LitCharts assigns a color and icon to each theme in Woman Hollering Creek and Other Stories, which you can use to track the themes throughout the work.
Love, The Joy of Life, & Interconnection
Female Objectification & Power
Cultural & National Identity
Loss, Longing, & Grief
Coming of Age
Summary
Analysis
A narrator—whose gender remains unspecified—describes going to the movies with her younger brother Kiki and their parents. The narrator confesses that she likes it best when “the man starts undressing the lady” onscreen because this means her father will give her and Kiki quarters to be spent in the lobby, where the two siblings run over the thick red carpets, touch the velvet curtains, and play with machines in the ladies’ room that dispense tic-tac-toe games or lipstick. Alternatively, she says, they spend their money at the candy counter. Back inside, the narrator enjoys curling up and falling asleep until the lights turn on and her parents carry her to the car. Upon reaching home, she pretends to be asleep so they’ll carry her to bed.

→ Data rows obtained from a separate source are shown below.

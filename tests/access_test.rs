mod common;

use anyhow::Result;
use bankcore::application::{AppError, NewCustomer, ReviewOutcome};
use bankcore::domain::{AccountStatus, AccountType, Role};
use common::{ADMIN_EMAIL, ADMIN_PASSWORD, CUSTOMER_PASSWORD, TestBank, test_service};
use uuid::Uuid;

fn applicant(email: &str) -> NewCustomer {
    NewCustomer {
        name: "Carol Applicant".to_string(),
        email: email.to_string(),
        password: "applicant-secret".to_string(),
        phone: Some("+39 055 123456".to_string()),
        address: Some("Via Roma 1".to_string()),
    }
}

#[tokio::test]
async fn test_customer_cannot_transfer_from_foreign_account() -> Result<()> {
    let bank = TestBank::new().await?;
    let (alice, a) = bank.customer("Alice", "alice@example.com", 10000).await?;
    let (_, b) = bank.customer("Bob", "bob@example.com", 10000).await?;

    let result = bank
        .service
        .transfer(&alice, b.id, &a.account_number, 5000, None)
        .await;
    assert!(matches!(result, Err(AppError::Forbidden(_))));

    assert_eq!(bank.balance(&a).await?, 10000);
    assert_eq!(bank.balance(&b).await?, 10000);
    assert_eq!(bank.history_len(&b).await?, 1);
    Ok(())
}

#[tokio::test]
async fn test_forbidden_is_distinct_from_not_found() -> Result<()> {
    let bank = TestBank::new().await?;
    let (alice, _) = bank.customer("Alice", "alice@example.com", 10000).await?;
    let (_, b) = bank.customer("Bob", "bob@example.com", 0).await?;

    let result = bank.service.get_account(&alice, b.id).await;
    assert!(matches!(result, Err(AppError::Forbidden(_))));

    let result = bank.service.statement(&alice, b.id).await;
    assert!(matches!(result, Err(AppError::Forbidden(_))));

    let missing = Uuid::new_v4();
    let result = bank.service.get_account(&alice, missing).await;
    assert!(matches!(result, Err(AppError::NotFound(_))));
    let result = bank.service.get_account(&bank.staff, missing).await;
    assert!(matches!(result, Err(AppError::NotFound(_))));
    let result = bank
        .service
        .transfer(&alice, missing, &b.account_number, 100, None)
        .await;
    assert!(matches!(result, Err(AppError::NotFound(_))));

    Ok(())
}

#[tokio::test]
async fn test_customer_sees_only_own_accounts() -> Result<()> {
    let bank = TestBank::new().await?;
    let (alice, a) = bank.customer("Alice", "alice@example.com", 10000).await?;
    let (bob, b) = bank.customer("Bob", "bob@example.com", 500).await?;
    let a2 = bank.second_account(&a, 0).await?;

    let mine = bank.service.my_accounts(&alice).await?;
    let numbers: Vec<&str> = mine.iter().map(|acc| acc.account_number.as_str()).collect();
    assert_eq!(mine.len(), 2);
    assert!(numbers.contains(&a.account_number.as_str()));
    assert!(numbers.contains(&a2.account_number.as_str()));

    bank.service
        .transfer(&alice, a.id, &b.account_number, 2500, None)
        .await?;

    let bobs = bank.service.my_transactions(&bob, None).await?;
    assert_eq!(bobs.len(), 2);
    assert!(bobs.iter().all(|v| v.transaction.involves(b.id)));

    let found = bank.service.account_by_number(&bob, &b.account_number).await?;
    assert_eq!(found.id, b.id);
    let result = bank.service.account_by_number(&bob, &a.account_number).await;
    assert!(matches!(result, Err(AppError::Forbidden(_))));

    Ok(())
}

#[tokio::test]
async fn test_role_gates() -> Result<()> {
    let bank = TestBank::new().await?;
    let (alice, a) = bank.customer("Alice", "alice@example.com", 10000).await?;
    let (_, b) = bank.customer("Bob", "bob@example.com", 0).await?;

    // Customers do not handle cash or onboarding
    let result = bank.service.deposit(&alice, a.id, 100, None).await;
    assert!(matches!(result, Err(AppError::Forbidden(_))));
    let result = bank
        .service
        .open_account(&alice, a.customer_id, AccountType::Savings, 0)
        .await;
    assert!(matches!(result, Err(AppError::Forbidden(_))));
    let result = bank.service.list_customers(&alice).await;
    assert!(matches!(result, Err(AppError::Forbidden(_))));

    // Transfers are a customer capability
    let result = bank
        .service
        .transfer(&bank.staff, a.id, &b.account_number, 100, None)
        .await;
    assert!(matches!(result, Err(AppError::Forbidden(_))));

    // Staff cannot administer
    let result = bank.service.list_users(&bank.staff).await;
    assert!(matches!(result, Err(AppError::Forbidden(_))));
    let result = bank
        .service
        .provision_staff(&bank.staff, "Eve", "eve@bank.test", "pw")
        .await;
    assert!(matches!(result, Err(AppError::Forbidden(_))));
    let result = bank.service.dashboard(&bank.staff).await;
    assert!(matches!(result, Err(AppError::Forbidden(_))));

    // Admin inherits staff capabilities
    let result = bank.service.deposit(&bank.admin, a.id, 100, None).await?;
    assert_eq!(result.account.balance_cents, 10100);
    assert_eq!(bank.service.list_customers(&bank.admin).await?.len(), 2);

    Ok(())
}

#[tokio::test]
async fn test_admin_cannot_change_own_status() -> Result<()> {
    let bank = TestBank::new().await?;

    let result = bank
        .service
        .set_user_status(&bank.admin, bank.admin.user_id, false)
        .await;
    assert!(matches!(result, Err(AppError::InvalidOperation(_))));

    let result = bank
        .service
        .set_user_status(&bank.admin, Uuid::new_v4(), false)
        .await;
    assert!(matches!(result, Err(AppError::NotFound(_))));
    Ok(())
}

#[tokio::test]
async fn test_deactivated_user_loses_access() -> Result<()> {
    let bank = TestBank::new().await?;
    let (alice, a) = bank.customer("Alice", "alice@example.com", 10000).await?;
    let (_, b) = bank.customer("Bob", "bob@example.com", 0).await?;

    let user = bank
        .service
        .set_user_status(&bank.admin, alice.user_id, false)
        .await?;
    assert!(!user.is_active);

    assert!(
        bank.service
            .authenticate("alice@example.com", CUSTOMER_PASSWORD)
            .await?
            .is_none()
    );
    let result = bank
        .service
        .transfer(&alice, a.id, &b.account_number, 100, None)
        .await;
    assert!(matches!(result, Err(AppError::Forbidden(_))));

    bank.service
        .set_user_status(&bank.admin, alice.user_id, true)
        .await?;
    bank.service
        .transfer(&alice, a.id, &b.account_number, 100, None)
        .await?;
    Ok(())
}

#[tokio::test]
async fn test_registration_approval() -> Result<()> {
    let bank = TestBank::new().await?;

    let user = bank.service.register(applicant("carol@example.com")).await?;
    assert_eq!(user.role, Role::Customer);
    assert!(!user.is_active);
    assert!(user.created_by.is_none());

    // Pending users cannot log in
    assert!(
        bank.service
            .authenticate("carol@example.com", "applicant-secret")
            .await?
            .is_none()
    );

    let pending = bank.service.pending_customers(&bank.staff).await?;
    assert_eq!(pending.len(), 1);
    assert_eq!(pending[0].email, "carol@example.com");
    assert_eq!(pending[0].customer.phone.as_deref(), Some("+39 055 123456"));

    let outcome = bank
        .service
        .review_registration(&bank.staff, user.id, true)
        .await?;
    assert!(matches!(outcome, ReviewOutcome::Approved(ref u) if u.is_active));

    assert!(bank.service.pending_customers(&bank.staff).await?.is_empty());
    let carol = bank
        .service
        .authenticate("carol@example.com", "applicant-secret")
        .await?
        .expect("approved customer can log in");
    assert!(bank.service.my_accounts(&carol).await?.is_empty());

    // Approving twice is not a pending review any more
    let result = bank
        .service
        .review_registration(&bank.staff, user.id, true)
        .await;
    assert!(matches!(result, Err(AppError::InvalidOperation(_))));
    Ok(())
}

#[tokio::test]
async fn test_registration_rejection_cascades() -> Result<()> {
    let bank = TestBank::new().await?;

    let user = bank.service.register(applicant("carol@example.com")).await?;
    let profile = bank
        .service
        .customer_by_email(&bank.staff, "carol@example.com")
        .await?;
    let opened = bank
        .service
        .open_account(&bank.staff, profile.customer.id, AccountType::Savings, 1000)
        .await?;

    let outcome = bank
        .service
        .review_registration(&bank.staff, user.id, false)
        .await?;
    match outcome {
        ReviewOutcome::Rejected {
            accounts_removed,
            transactions_removed,
            ..
        } => {
            assert_eq!(accounts_removed, 1);
            assert_eq!(transactions_removed, 1);
        }
        other => panic!("expected rejection, got {:?}", other),
    }

    let result = bank.service.get_account(&bank.staff, opened.account.id).await;
    assert!(matches!(result, Err(AppError::NotFound(_))));
    let users = bank.service.list_users(&bank.admin).await?;
    assert!(users.iter().all(|u| u.email != "carol@example.com"));
    assert!(bank.service.pending_customers(&bank.staff).await?.is_empty());

    // The email can be used again
    bank.service.register(applicant("carol@example.com")).await?;

    let report = bank.service.check_integrity(&bank.admin).await?;
    assert!(report.is_healthy());
    Ok(())
}

#[tokio::test]
async fn test_rejection_refused_once_money_crossed_customers() -> Result<()> {
    let bank = TestBank::new().await?;
    let (alice, a) = bank.customer("Alice", "alice@example.com", 10000).await?;

    let user = bank.service.register(applicant("carol@example.com")).await?;
    let profile = bank
        .service
        .customer_by_email(&bank.staff, "carol@example.com")
        .await?;
    let opened = bank
        .service
        .open_account(&bank.staff, profile.customer.id, AccountType::Checking, 0)
        .await?;
    bank.service
        .transfer(&alice, a.id, &opened.account.account_number, 4000, None)
        .await?;

    let result = bank
        .service
        .review_registration(&bank.staff, user.id, false)
        .await;
    assert!(matches!(result, Err(AppError::InvalidOperation(_))));

    // Nothing was removed: both sides of the transfer are still logged
    assert_eq!(bank.balance(&a).await?, 6000);
    assert_eq!(bank.history_len(&a).await?, 2);
    assert_eq!(bank.balance(&opened.account).await?, 4000);
    assert_eq!(bank.history_len(&opened.account).await?, 1);
    assert_eq!(bank.service.pending_customers(&bank.staff).await?.len(), 1);

    let report = bank.service.check_integrity(&bank.admin).await?;
    assert!(report.is_healthy(), "{:?}", report.mismatches);
    assert_eq!(report.total_balance, 10000);

    // Approval is still possible
    let outcome = bank
        .service
        .review_registration(&bank.staff, user.id, true)
        .await?;
    assert!(matches!(outcome, ReviewOutcome::Approved(_)));
    Ok(())
}

#[tokio::test]
async fn test_review_after_another_review_fails() -> Result<()> {
    let bank = TestBank::new().await?;

    let approved = bank.service.register(applicant("carol@example.com")).await?;
    bank.service
        .review_registration(&bank.staff, approved.id, true)
        .await?;
    let result = bank
        .service
        .review_registration(&bank.staff, approved.id, false)
        .await;
    assert!(matches!(result, Err(AppError::InvalidOperation(_))));
    assert!(
        bank.service
            .authenticate("carol@example.com", "applicant-secret")
            .await?
            .is_some()
    );

    let rejected = bank.service.register(applicant("dave@example.com")).await?;
    bank.service
        .review_registration(&bank.staff, rejected.id, false)
        .await?;
    let result = bank
        .service
        .review_registration(&bank.staff, rejected.id, true)
        .await;
    assert!(matches!(result, Err(AppError::NotFound(_))));

    let result = bank
        .service
        .set_user_status(&bank.admin, rejected.id, true)
        .await;
    assert!(matches!(result, Err(AppError::NotFound(_))));
    Ok(())
}

#[tokio::test]
async fn test_review_targets_only_pending_customers() -> Result<()> {
    let bank = TestBank::new().await?;
    let (alice, _) = bank.customer("Alice", "alice@example.com", 0).await?;

    // Provisioned customers were never pending
    let result = bank
        .service
        .review_registration(&bank.staff, alice.user_id, false)
        .await;
    assert!(matches!(result, Err(AppError::InvalidOperation(_))));

    // Staff users are not customers
    let result = bank
        .service
        .review_registration(&bank.staff, bank.staff.user_id, true)
        .await;
    assert!(matches!(result, Err(AppError::NotFound(_))));

    let result = bank
        .service
        .review_registration(&alice, alice.user_id, true)
        .await;
    assert!(matches!(result, Err(AppError::Forbidden(_))));
    Ok(())
}

#[tokio::test]
async fn test_duplicate_email_is_rejected() -> Result<()> {
    let bank = TestBank::new().await?;
    bank.customer("Alice", "alice@example.com", 0).await?;

    let result = bank.service.register(applicant("ALICE@example.com")).await;
    assert!(matches!(result, Err(AppError::InvalidOperation(_))));

    let result = bank
        .service
        .provision_staff(&bank.admin, "Alice Again", "alice@example.com", "pw")
        .await;
    assert!(matches!(result, Err(AppError::InvalidOperation(_))));

    let result = bank.service.register(applicant("not-an-email")).await;
    assert!(matches!(result, Err(AppError::InvalidOperation(_))));
    Ok(())
}

#[tokio::test]
async fn test_bootstrap_admin_only_once() -> Result<()> {
    let (service, _temp) = test_service().await?;

    let admin = service
        .bootstrap_admin("Root", ADMIN_EMAIL, ADMIN_PASSWORD)
        .await?
        .expect("first admin is created");
    assert_eq!(admin.role, Role::Admin);
    assert!(admin.is_active);

    let second = service
        .bootstrap_admin("Other", "other@bank.test", "pw")
        .await?;
    assert!(second.is_none());
    Ok(())
}

#[tokio::test]
async fn test_login_and_logout_sessions() -> Result<()> {
    let bank = TestBank::new().await?;

    assert!(
        bank.service
            .login(ADMIN_EMAIL, "wrong password")
            .await?
            .is_none()
    );

    let login = bank
        .service
        .login(ADMIN_EMAIL, ADMIN_PASSWORD)
        .await?
        .expect("admin can log in");
    assert!(login.session.is_open());
    assert_eq!(login.principal(), bank.admin);

    let session = bank
        .service
        .logout(&bank.admin)
        .await?
        .expect("open session is closed");
    assert!(!session.is_open());
    assert!(session.duration_seconds.unwrap_or(-1.0) >= 0.0);

    assert!(bank.service.logout(&bank.admin).await?.is_none());

    let stats = bank.service.dashboard(&bank.admin).await?;
    assert_eq!(stats.recent_sessions.len(), 1);
    assert_eq!(stats.recent_sessions[0].user_name, "Ada Admin");
    Ok(())
}

#[tokio::test]
async fn test_staff_can_block_accounts_but_customers_cannot() -> Result<()> {
    let bank = TestBank::new().await?;
    let (alice, a) = bank.customer("Alice", "alice@example.com", 0).await?;

    let result = bank
        .service
        .set_account_status(&alice, a.id, AccountStatus::Blocked)
        .await;
    assert!(matches!(result, Err(AppError::Forbidden(_))));

    let blocked = bank
        .service
        .set_account_status(&bank.staff, a.id, AccountStatus::Blocked)
        .await?;
    assert_eq!(blocked.status, AccountStatus::Blocked);
    Ok(())
}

“Mexican Movies” fluctuates between childhood innocence and mature curiosity. The fact that the narrator enjoys when characters undress onscreen simply because it means she can go buy candy in the lobby shows that she’s not yet interested in sexuality. At the same time, she enjoys other forms of maturity, such as having the freedom and autonomy to spend money however she wants. When she tries to decide whether to buy tic-tac-toe games or lipstick, innocence and maturity converge in one experience, suggesting that coming of age is a process in which the juvenile and the sophisticated exist side by side—as such, Cisneros implies that growing up isn’t a linear progression, but rather a complicated swirl of curiosity and discovery.